Nel complesso sono oltre le 200 iniziative che anche quest’anno sono state promosse nella nostra regione da parte di scuole, associazioni e istituzioni pubbliche per ricordare la Shoah. Gli anni pari la Regione organizza il meeting al Mandela Forum e quelli dispari (ma tutti gli anni dal 2002 al 2005) il treno della memoria, con oltre cinquecento ragazzi portati a visitare i campi di sterminio di Auschwitz e Birkenau.

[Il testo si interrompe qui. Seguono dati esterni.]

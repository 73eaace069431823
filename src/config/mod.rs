//! Configuration module for SetAside
//!
//! This module provides configuration management including:
//! - Platform path resolution
//! - User settings persistence (theme, currency, date format)

pub mod paths;
pub mod settings;

pub use paths::SetAsidePaths;
pub use settings::{Settings, Theme};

Toscana Notizie, l’agenzia di informazione della giunta regionale, ha realizzato in occasione della giorno della memoria del 27 gennaio un ebook che raccoglie le parole, le immagini e le voci del racconto in presa diretta che fu fatto l’anno scorso durante il viaggio in Polonia. Il meeting e i vari appuntamenti sono stati presentati dal presidente della Regione Enrico Rossi insieme al vicepresidente Monica Barni. Queste iniziative, ha sottolineato il governatore Rossi «sono il modo con cui la politica vaccina i nostri giovani da temi che stanno dietro l’angolo come la Shoah ma anche il razzismo o l’omofobia. Questa non è quindi solo una ricorrenza ma la volontà di creare degli anticorpi nei giovani toscani». Secondo Barni «vogliamo dare continuità e continuare a costruire un discorso sulla memoria tutti gli anni. Anche per questo il territorio toscano e il Comune di Firenze accolgono con piacere la realizzazione del memoriale degli italiani deportati ad Auschwitz».